**EXTRACTED ENTRIES**:
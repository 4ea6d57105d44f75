//! Moral graph: drop edge directions and marry every pair of co-parents.

use std::collections::{BTreeMap, BTreeSet};

use crate::dag::DagModel;

/// Undirected graph with sorted adjacency, so iteration is deterministic.
#[derive(Debug, Clone, Default, PartialEq, Eq)]
pub struct MoralGraph {
    adjacency: BTreeMap<String, BTreeSet<String>>,
}

impl MoralGraph {
    pub fn nodes(&self) -> impl Iterator<Item = &str> {
        self.adjacency.keys().map(String::as_str)
    }

    pub fn neighbors(&self, node: &str) -> Option<&BTreeSet<String>> {
        self.adjacency.get(node)
    }

    pub fn contains_edge(&self, a: &str, b: &str) -> bool {
        self.adjacency.get(a).is_some_and(|n| n.contains(b))
    }

    pub fn edge_count(&self) -> usize {
        self.adjacency.values().map(BTreeSet::len).sum::<usize>() / 2
    }

    /// Consume into the adjacency map.
    pub fn into_adjacency(self) -> BTreeMap<String, BTreeSet<String>> {
        self.adjacency
    }

    fn link(&mut self, a: &str, b: &str) {
        if a == b {
            return;
        }
        self.adjacency
            .entry(a.to_string())
            .or_default()
            .insert(b.to_string());
        self.adjacency
            .entry(b.to_string())
            .or_default()
            .insert(a.to_string());
    }
}

/// Moralize `dag`. Every node appears, including isolated ones.
pub fn moralize(dag: &DagModel) -> MoralGraph {
    let mut moral = MoralGraph::default();
    for node in dag.nodes() {
        moral.adjacency.entry(node.clone()).or_default();
        let parents = dag.parents(&node);
        for (i, parent) in parents.iter().enumerate() {
            moral.link(parent, &node);
            for other in &parents[i + 1..] {
                moral.link(parent, other);
            }
        }
    }
    moral
}
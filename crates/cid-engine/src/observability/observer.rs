use std::sync::Mutex;

use cid_core::{ISolverObserver, SolverEvent};

use super::events;

/// Forwards every solver event to `tracing` at warn level. The default observer.
#[derive(Debug, Clone, Copy, Default)]
pub struct TracingObserver;

impl ISolverObserver for TracingObserver {
    fn on_event(&self, event: &SolverEvent) {
        match event {
            SolverEvent::DistributionReplaced { variable } => events::distribution_replaced(variable),
            SolverEvent::InsufficientRecall {
                decision,
                earlier_decision,
                utility,
            } => events::insufficient_recall(decision, earlier_decision, utility),
            SolverEvent::AllActionsOptimal { decision, context } => {
                events::all_actions_optimal(decision, context)
            }
        }
    }
}

/// Keeps every event in memory, in arrival order.
#[derive(Debug, Default)]
pub struct RecordingObserver {
    events: Mutex<Vec<SolverEvent>>,
}

impl RecordingObserver {
    pub fn new() -> Self {
        Self::default()
    }

    /// Snapshot of the events seen so far.
    pub fn events(&self) -> Vec<SolverEvent> {
        self.events
            .lock()
            .map(|events| events.clone())
            .unwrap_or_default()
    }

    /// Number of events named `name` (see [`SolverEvent::name`]).
    pub fn count(&self, name: &str) -> usize {
        self.events().iter().filter(|e| e.name() == name).count()
    }

    pub fn clear(&self) {
        if let Ok(mut events) = self.events.lock() {
            events.clear();
        }
    }
}

impl ISolverObserver for RecordingObserver {
    fn on_event(&self, event: &SolverEvent) {
        if let Ok(mut events) = self.events.lock() {
            events.push(event.clone());
        }
    }
}
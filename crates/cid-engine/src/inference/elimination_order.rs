use std::collections::{BTreeMap, BTreeSet};

use cid_graph::MoralGraph;

/// Greedy min-neighbors elimination order for `eliminate` over `moral`.
///
/// Each step removes the variable with the fewest remaining neighbors (ties by name) and
/// connects its neighbors, mirroring the fill-in a factor product over it produces.
pub fn min_neighbors_order(moral: &MoralGraph, eliminate: &BTreeSet<String>) -> Vec<String> {
    let mut adjacency: BTreeMap<String, BTreeSet<String>> = moral.clone().into_adjacency();
    let mut remaining = eliminate.clone();
    let mut order = Vec::with_capacity(remaining.len());

    loop {
        let Some(next) = remaining
            .iter()
            .min_by_key(|v| adjacency.get(*v).map_or(0, BTreeSet::len))
            .cloned()
        else {
            break;
        };
        remaining.remove(&next);
        let neighbors = adjacency.remove(&next).unwrap_or_default();
        for a in &neighbors {
            if let Some(adj) = adjacency.get_mut(a) {
                adj.remove(&next);
                adj.extend(neighbors.iter().filter(|b| *b != a).cloned());
            }
        }
        order.push(next);
    }
    order
}
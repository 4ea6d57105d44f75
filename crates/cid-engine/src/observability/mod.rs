//! Tracing setup, structured events, and solver observers.

pub mod events;
mod observer;

use std::sync::Once;

use cid_core::constants::LOG_ENV_VAR;
use tracing_subscriber::EnvFilter;

pub use observer::{RecordingObserver, TracingObserver};

static INIT: Once = Once::new();

/// Initialize the tracing subscriber with structured JSON output.
///
/// Respects the `CID_LOG` environment variable for filtering and defaults to `info`.
/// Only the first call installs a subscriber.
pub fn init_tracing() {
    INIT.call_once(|| {
        let filter =
            EnvFilter::try_from_env(LOG_ENV_VAR).unwrap_or_else(|_| EnvFilter::new("info"));

        tracing_subscriber::fmt()
            .with_env_filter(filter)
            .with_target(true)
            .with_thread_ids(true)
            .with_file(true)
            .with_line_number(true)
            .json()
            .init();
    });
}

/// Initialize tracing with a custom filter string (for testing or embedding).
/// Returns `false` if a global subscriber was already set.
pub fn init_tracing_with_filter(filter: &str) -> bool {
    tracing_subscriber::fmt()
        .with_env_filter(EnvFilter::new(filter))
        .with_target(true)
        .json()
        .try_init()
        .is_ok()
}
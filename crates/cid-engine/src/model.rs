//! [`CausalInfluenceDiagram`]: a DAG with decision and utility roles plus attached distributions.

use std::collections::BTreeMap;
use std::fmt;
use std::sync::Arc;

use cid_core::errors::{CidError, CidResult, GraphError};
use cid_core::{NodeKind, SolverConfig, SolverEvent, ISolverObserver};
use cid_cpd::{Distribution, IModelView, TabularCpd};
use cid_graph::traversal;
use cid_graph::DagModel;

use crate::inference::{IInferenceEngine, VariableElimination};
use crate::observability::TracingObserver;

/// A causal influence diagram.
///
/// Cloning deep-copies the graph and distributions. The observer, inference engine and
/// the functions inside functional distributions are shared.
#[derive(Clone)]
pub struct CausalInfluenceDiagram {
    pub(crate) graph: DagModel,
    pub(crate) decision_nodes: Vec<String>,
    pub(crate) utility_nodes: Vec<String>,
    pub(crate) distributions: BTreeMap<String, Distribution>,
    pub(crate) config: SolverConfig,
    pub(crate) observer: Arc<dyn ISolverObserver>,
    pub(crate) engine: Arc<dyn IInferenceEngine>,
}

impl fmt::Debug for CausalInfluenceDiagram {
    fn fmt(&self, f: &mut fmt::Formatter<'_>) -> fmt::Result {
        f.debug_struct("CausalInfluenceDiagram")
            .field("nodes", &self.graph.nodes())
            .field("edges", &self.graph.edges())
            .field("decision_nodes", &self.decision_nodes)
            .field("utility_nodes", &self.utility_nodes)
            .field("distributions", &self.distributions)
            .field("config", &self.config)
            .finish_non_exhaustive()
    }
}

impl CausalInfluenceDiagram {
    /// Build a diagram from an edge list and the two role sets.
    ///
    /// Role nodes that no edge mentions are added as isolated nodes. Fails on a cycle or
    /// when a node is both a decision and a utility.
    pub fn new<E, D, U>(edges: &[(E, E)], decision_nodes: &[D], utility_nodes: &[U]) -> CidResult<Self>
    where
        E: AsRef<str>,
        D: AsRef<str>,
        U: AsRef<str>,
    {
        let decision_nodes = dedup(decision_nodes);
        let utility_nodes = dedup(utility_nodes);
        if let Some(node) = decision_nodes.iter().find(|d| utility_nodes.contains(d)) {
            return Err(CidError::RoleConflict { node: node.clone() });
        }

        let mut graph = DagModel::from_edges(edges)?;
        for node in decision_nodes.iter().chain(&utility_nodes) {
            graph.ensure_node(node);
        }

        Ok(Self {
            graph,
            decision_nodes,
            utility_nodes,
            distributions: BTreeMap::new(),
            config: SolverConfig::default(),
            observer: Arc::new(TracingObserver),
            engine: Arc::new(VariableElimination::new()),
        })
    }

    /// Replace the solver configuration after validating it.
    pub fn with_config(mut self, config: SolverConfig) -> CidResult<Self> {
        config.validate()?;
        self.config = config;
        Ok(self)
    }

    pub fn with_observer(mut self, observer: Arc<dyn ISolverObserver>) -> Self {
        self.observer = observer;
        self
    }

    pub fn with_inference_engine(mut self, engine: Arc<dyn IInferenceEngine>) -> Self {
        self.engine = engine;
        self
    }

    pub fn graph(&self) -> &DagModel {
        &self.graph
    }

    pub fn config(&self) -> &SolverConfig {
        &self.config
    }

    /// All nodes in insertion order.
    pub fn nodes(&self) -> Vec<String> {
        self.graph.nodes()
    }

    pub fn parents(&self, node: &str) -> Vec<String> {
        self.graph.parents(node)
    }

    pub fn decision_nodes(&self) -> &[String] {
        &self.decision_nodes
    }

    pub fn utility_nodes(&self) -> &[String] {
        &self.utility_nodes
    }

    pub fn is_decision(&self, node: &str) -> bool {
        self.decision_nodes.iter().any(|d| d == node)
    }

    pub fn is_utility(&self, node: &str) -> bool {
        self.utility_nodes.iter().any(|u| u == node)
    }

    /// Role of `node`. Nodes that are neither decisions nor utilities are chance nodes.
    pub fn node_kind(&self, node: &str) -> CidResult<NodeKind> {
        self.graph.require(node)?;
        Ok(if self.is_decision(node) {
            NodeKind::Decision
        } else if self.is_utility(node) {
            NodeKind::Utility
        } else {
            NodeKind::Chance
        })
    }

    pub fn distribution(&self, node: &str) -> Option<&Distribution> {
        self.distributions.get(node)
    }

    pub fn distributions(&self) -> &BTreeMap<String, Distribution> {
        &self.distributions
    }

    /// Number of states of `node`.
    pub fn cardinality(&self, node: &str) -> CidResult<usize> {
        self.attached(node)?
            .cardinality()
            .ok_or_else(|| CidError::UnknownCardinality {
                node: node.to_string(),
            })
    }

    /// Numeric value of each state of `node`.
    pub fn states(&self, node: &str) -> CidResult<Vec<f64>> {
        self.attached(node)?
            .states()
            .ok_or_else(|| CidError::UnknownCardinality {
                node: node.to_string(),
            })
    }

    /// Decisions in topological order, ties broken by insertion order.
    pub fn decision_order(&self) -> Vec<String> {
        traversal::restrict_order(&self.graph, &self.decision_nodes)
    }

    /// Committed decision rules: every decision that currently holds a tabular distribution.
    pub fn policy(&self) -> BTreeMap<String, TabularCpd> {
        self.decision_nodes
            .iter()
            .filter_map(|d| match self.distributions.get(d) {
                Some(Distribution::Tabular(cpd)) => Some((d.clone(), cpd.clone())),
                _ => None,
            })
            .collect()
    }

    /// Every decision holds a tabular distribution.
    pub fn is_solved(&self) -> bool {
        self.decision_nodes
            .iter()
            .all(|d| matches!(self.distributions.get(d), Some(Distribution::Tabular(_))))
    }

    pub(crate) fn attached(&self, node: &str) -> CidResult<&Distribution> {
        self.graph.require(node)?;
        self.distributions
            .get(node)
            .ok_or_else(|| CidError::MissingDistribution {
                node: node.to_string(),
            })
    }

    pub(crate) fn require_decision(&self, node: &str) -> CidResult<()> {
        if !self.graph.contains(node) {
            return Err(GraphError::UnknownNode {
                node: node.to_string(),
            }
            .into());
        }
        if !self.is_decision(node) {
            return Err(CidError::NotADecision {
                node: node.to_string(),
            });
        }
        Ok(())
    }

    pub(crate) fn emit(&self, event: SolverEvent) {
        self.observer.on_event(&event);
    }
}

impl IModelView for CausalInfluenceDiagram {
    fn parents(&self, node: &str) -> Vec<String> {
        self.graph.parents(node)
    }

    fn cardinality(&self, node: &str) -> Option<usize> {
        self.distributions.get(node).and_then(Distribution::cardinality)
    }

    fn states(&self, node: &str) -> Option<Vec<f64>> {
        self.distributions.get(node).and_then(Distribution::states)
    }
}

fn dedup<S: AsRef<str>>(names: &[S]) -> Vec<String> {
    let mut out: Vec<String> = Vec::with_capacity(names.len());
    for name in names {
        let name = name.as_ref();
        if !out.iter().any(|n| n == name) {
            out.push(name.to_string());
        }
    }
    out
}
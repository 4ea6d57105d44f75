//! # cid-core
//!
//! Foundation crate for the causal influence diagram workspace.
//! Defines errors, solver config, contexts, solver events, observer traits, and constants.
//! Every other crate in the workspace depends on this.

pub mod config;
pub mod constants;
pub mod errors;
pub mod models;
pub mod traits;

// Re-export the most commonly used types at the crate root.
pub use config::{CidConfig, SolverConfig};
pub use errors::{CidError, CidResult};
pub use models::{Context, NodeKind, SolverEvent};
pub use traits::ISolverObserver;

**EXERCISE DETAILS**: Look through the data above. Copy every line with the string "dedup" in it.

**YOUR SOLUTION**:
        let decision_nodes = dedup(decision_nodes);
        let utility_nodes = dedup(utility_nodes);
fn dedup<S: AsRef<str>>(names: &[S]) -> Vec<String> {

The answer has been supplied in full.